2. La décision n° 2006-544 DC du 14 décembre 2006 du Conseil constitutionnel
Le 14 décembre 2006, le Conseil constitutionnel, à l'occasion de l'examen du projet de loi de financement de la sécurité sociale pour 2007, a précisé son interprétation de la recevabilité des amendements parlementaires au regard de l'article 40 de la Constitution (décision n° 2006-544 DC).
Le Conseil constitutionnel a ainsi estimé que deux des douze dispositions considérées comme « cavaliers sociaux » auraient dû, de surcroît, être déclarées irrecevables dès leur dépôt pour cause d'aggravation d'une charge publique . Les deux articles en question étaient en effet issus d'amendements présentés par nos collègues sénateurs.

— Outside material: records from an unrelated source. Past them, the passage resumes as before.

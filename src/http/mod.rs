//! HTTP surface for task use cases (axum router and handlers).
//!
//! - `routes`: handlers, one per use case
//! - `bodies`: JSON request bodies and their mapping to service requests
//! - `envelope`: the `{success, data?, count?, message?}` response envelope
//! - `errors`: service error to status code mapping

use std::sync::Arc;

use axum::{
    Extension, Router,
    routing::{get, post},
};
use tower_http::{cors::CorsLayer, trace::TraceLayer};

use crate::task::services::TaskUseCases;

pub mod bodies;
pub mod envelope;
pub mod errors;
pub mod routes;


pub use envelope::ApiEnvelope;
pub use errors::ApiError;

/// Shared handle to the task use cases injected into every handler.
pub type SharedTaskUseCases = Arc<dyn TaskUseCases>;

/// Builds the full HTTP router around the given task use cases.
#[must_use]
pub fn router(use_cases: SharedTaskUseCases) -> Router {
    Router::new()
        .route("/health", get(routes::health))
        .route("/tasks", post(routes::create_task).get(routes::list_tasks))
        .route(
            "/tasks/:id",
            get(routes::get_task)
                .patch(routes::update_task)
                .delete(routes::delete_task),
        )
        .layer(Extension(use_cases))
        .layer(TraceLayer::new_for_http())
        .layer(CorsLayer::permissive())
}
//! Marsaglia multiply-with-carry generator
//!
//! Two 16-bit multiply-with-carry generators concatenated into one 32-bit
//! output (Marsaglia, sci.stat.math, 1999):
//!
//! ```text
//! z = 36969 * (z & 0xFFFF) + (z >> 16)
//! w = 18000 * (w & 0xFFFF) + (w >> 16)
//! out = (z << 16) + (w & 0xFFFF)
//! ```
//!
//! The period is about 2^60. Output is bit-exact for a given seed, which
//! makes simulation runs reproducible.
//!
//! # Determinism
//!
//! Same seed → same sequence. Reseeding discards the cached normal deviate
//! so the sequence after [`RandomStream::set_seed`] depends on the seed only.

use super::seed::{mwc_step, Seed, SeedError, W_MULTIPLIER, Z_MULTIPLIER};

/// Scale of the polar method's mapping of a `u32` into (-1, 1)
const POLAR_SCALE: f64 = 2147483649.0;

/// 2^32, maps a `u32` into [0, 1)
const TWO_POW_32: f64 = 4294967296.0;

/// Largest `u32` as `f64`, maps a `u32` into [0, 1]
const U32_MAX_F64: f64 = 4294967295.0;

/// Deterministic random stream
///
/// # Example
/// ```
/// use zpic_rng::RandomStream;
///
/// let mut rng = RandomStream::new(521288629, 362436069).unwrap();
/// assert_eq!(rng.next_uint32(), 545736098);
///
/// let ux = 0.1 * rng.next_normal();
/// assert!(ux.is_finite());
/// ```
#[derive(Debug, Clone, PartialEq)]
pub struct RandomStream {
    w: u32,
    z: u32,

    /// Second deviate of the last polar transform, returned by the next call
    spare_normal: Option<f64>,
}

impl RandomStream {
    /// Create a stream from two seed words
    ///
    /// # Errors
    /// [`SeedError::InvalidSeed`] if either word is zero or a fixed point.
    pub fn new(w: u32, z: u32) -> Result<Self, SeedError> {
        Ok(Self::from_seed(Seed::new(w, z)?))
    }

    /// Create a stream from an already validated seed
    pub const fn from_seed(seed: Seed) -> Self {
        Self {
            w: seed.w(),
            z: seed.z(),
            spare_normal: None,
        }
    }

    /// Overwrite the state words
    ///
    /// On error the stream is left unchanged.
    ///
    /// # Example
    /// ```
    /// use zpic_rng::RandomStream;
    ///
    /// let mut rng = RandomStream::default();
    /// rng.set_seed(1, 2).unwrap();
    /// assert_eq!(rng.get_seed().w(), 1);
    ///
    /// assert!(rng.set_seed(0, 5).is_err());
    /// assert_eq!(rng.get_seed().w(), 1);
    /// ```
    pub fn set_seed(&mut self, w: u32, z: u32) -> Result<(), SeedError> {
        let seed = Seed::new(w, z).map_err(|e| {
            log::warn!("Rejected seed ({}, {}): {}", w, z, e);
            e
        })?;
        self.reseed(seed);
        Ok(())
    }

    /// Overwrite the state with a validated seed
    pub fn reseed(&mut self, seed: Seed) {
        log::debug!("Reseeding random stream: {}", seed);
        self.w = seed.w();
        self.z = seed.z();
        self.spare_normal = None;
    }

    /// Current state words, for checkpointing or provenance
    pub fn get_seed(&self) -> Seed {
        Seed::from_state(self.w, self.z)
    }

    /// Cached normal deviate, if the last polar transform left one
    pub fn spare_normal(&self) -> Option<f64> {
        self.spare_normal
    }

    /// Advance one MWC step and return a uniform value in [0, 2^32 - 1]
    pub fn next_uint32(&mut self) -> u32 {
        self.z = mwc_step(self.z, Z_MULTIPLIER);
        self.w = mwc_step(self.w, W_MULTIPLIER);
        (self.z << 16).wrapping_add(self.w & 0xFFFF)
    }

    /// Uniform `f64` in [0.0, 1.0)
    pub fn next_f64(&mut self) -> f64 {
        self.next_uint32() as f64 / TWO_POW_32
    }

    /// Uniform `f64` in [0.0, 1.0], both ends reachable
    ///
    /// Used for placing particles at random positions inside a box.
    pub fn next_unit_closed(&mut self) -> f64 {
        self.next_uint32() as f64 / U32_MAX_F64
    }

    /// Standard normal deviate (mean 0, standard deviation 1)
    ///
    /// Marsaglia's polar form of the Box-Muller transform. Each accepted
    /// pair of uniforms gives two deviates; the second is cached and
    /// returned by the next call without touching the state words.
    pub fn next_normal(&mut self) -> f64 {
        if let Some(spare) = self.spare_normal.take() {
            return spare;
        }

        let (v1, v2, rsq) = loop {
            // Two uniforms in the open square (-1, 1) x (-1, 1)
            let v1 = (self.next_uint32() as f64 + 0.5) / POLAR_SCALE - 1.0;
            let v2 = (self.next_uint32() as f64 + 0.5) / POLAR_SCALE - 1.0;

            // Keep only points strictly inside the unit circle, excluding the
            // origin where ln(rsq) / rsq is undefined
            let rsq = v1 * v1 + v2 * v2;
            if rsq > 0.0 && rsq < 1.0 {
                break (v1, v2, rsq);
            }
        };

        let fac = (-2.0 * rsq.ln() / rsq).sqrt();
        self.spare_normal = Some(v1 * fac);
        v2 * fac
    }

    /// Normal deviate with the given mean and standard deviation
    ///
    /// # Example
    /// ```
    /// use zpic_rng::RandomStream;
    ///
    /// let mut rng = RandomStream::default();
    /// let uth = 0.05;
    /// let ux = rng.next_normal_scaled(0.0, uth);
    /// assert!(ux.is_finite());
    /// ```
    pub fn next_normal_scaled(&mut self, mean: f64, std_dev: f64) -> f64 {
        mean + std_dev * self.next_normal()
    }

    /// Run `f` with the stream temporarily reseeded, then restore it
    ///
    /// The full state is restored afterwards, including any cached normal
    /// deviate, so the outer sequence continues as if `f` never ran.
    ///
    /// # Example
    /// ```
    /// use zpic_rng::{RandomStream, Seed};
    ///
    /// let mut rng = RandomStream::default();
    /// let before = rng.get_seed();
    ///
    /// let positions: Vec<f64> = rng
    ///     .with_seed(Seed::new(7, 11).unwrap(), |r| {
    ///         (0..4).map(|_| r.next_unit_closed()).collect()
    ///     });
    ///
    /// assert_eq!(positions.len(), 4);
    /// assert_eq!(rng.get_seed(), before);
    /// ```
    pub fn with_seed<R>(&mut self, seed: Seed, f: impl FnOnce(&mut Self) -> R) -> R {
        let saved = self.clone();
        self.reseed(seed);
        let result = f(self);
        log::debug!("Restoring random stream: {}", saved.get_seed());
        *self = saved;
        result
    }

    pub(crate) fn set_state(&mut self, seed: Seed, spare_normal: Option<f64>) {
        self.w = seed.w();
        self.z = seed.z();
        self.spare_normal = spare_normal;
    }
}

impl Default for RandomStream {
    fn default() -> Self {
        Self::from_seed(Seed::DEFAULT)
    }
}

impl rand::RngCore for RandomStream {
    fn next_u32(&mut self) -> u32 {
        self.next_uint32()
    }

    fn next_u64(&mut self) -> u64 {
        rand_core::impls::next_u64_via_u32(self)
    }

    fn fill_bytes(&mut self, dest: &mut [u8]) {
        rand_core::impls::fill_bytes_via_next(self, dest)
    }

    fn try_fill_bytes(&mut self, dest: &mut [u8]) -> Result<(), rand::Error> {
        self.fill_bytes(dest);
        Ok(())
    }
}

Rappelant sa jurisprudence en la matière, notamment les décisions n° 2005-519 DC du 29 juillet 2005 sur la loi organique relative aux lois de financement de la sécurité sociale et n° 2005-526 DC 1 ( * ) du 13 octobre 2005 sur la Résolution modifiant le Règlement de l'Assemblée nationale, il a estimé que la règle du « préalable parlementaire », c'est-à-dire la condition d'une invocation de la question de l'irrecevabilité financière devant la première assemblée saisie, était « subordonnée, pour chaque assemblée, à la mise en oeuvre d'un contrôle de recevabilité effectif et systématique au moment du dépôt de tels amendements ». Il a alors souligné qu'« une telle procédure n' [avait] pas encore été instaurée au Sénat ».
En outre, selon Les Cahiers édités par le Conseil constitutionnel, cette « inflexion » ou ce « durcissement » de la jurisprudence se limitait volontairement aux deux « cavaliers sociaux » mentionnés mais aurait pu aboutir à la censure d'« une bonne vingtaine d'articles ».
Le Conseil constitutionnel a donc appelé à un contrôle de recevabilité effectif et systématique au moment du dépôt de l'amendement.
3. La nécessité d'un changement de pratique pour ne pas fragiliser l'initiative sénatoriale
La décision du Conseil constitutionnel du 14 décembre 2006 ne pouvait rester sans réponse du Sénat et de sa commission des finances, en ce qu'elle faisait peser un risque supplémentaire d'inconstitutionnalité sur certaines dispositions adoptées par la Haute assemblée.
En effet, jusqu'à cette décision, le Conseil constitutionnel n'appréciait pas d'office la recevabilité financière des amendements en vertu de la règle du « préalable parlementaire », qui suppose que la question de la recevabilité ait été soulevée en première lecture devant la première assemblée saisie.
Toutefois, le sens de cette décision, qui avait valeur « d ' avertissement » de la part du Conseil constitutionnel , était clair : tant que le Sénat ne mettrait pas en oeuvre un contrôle de recevabilité effectif et systématique au moment du dépôt, la règle du « préalable parlementaire » ne s'appliquerait plus aux amendements adoptés et le Conseil constitutionnel pourrait les invalider, même si l'article 40 n'avait pas été invoqué au cours des débats.
* 1 « ... qu'ainsi pourra être vérifié, dans le cadre des procédures d'examen de la recevabilité financière qui doivent s'exercer au moment du dépôt d'un amendement, la conformité de celui-ci à la Constitution ».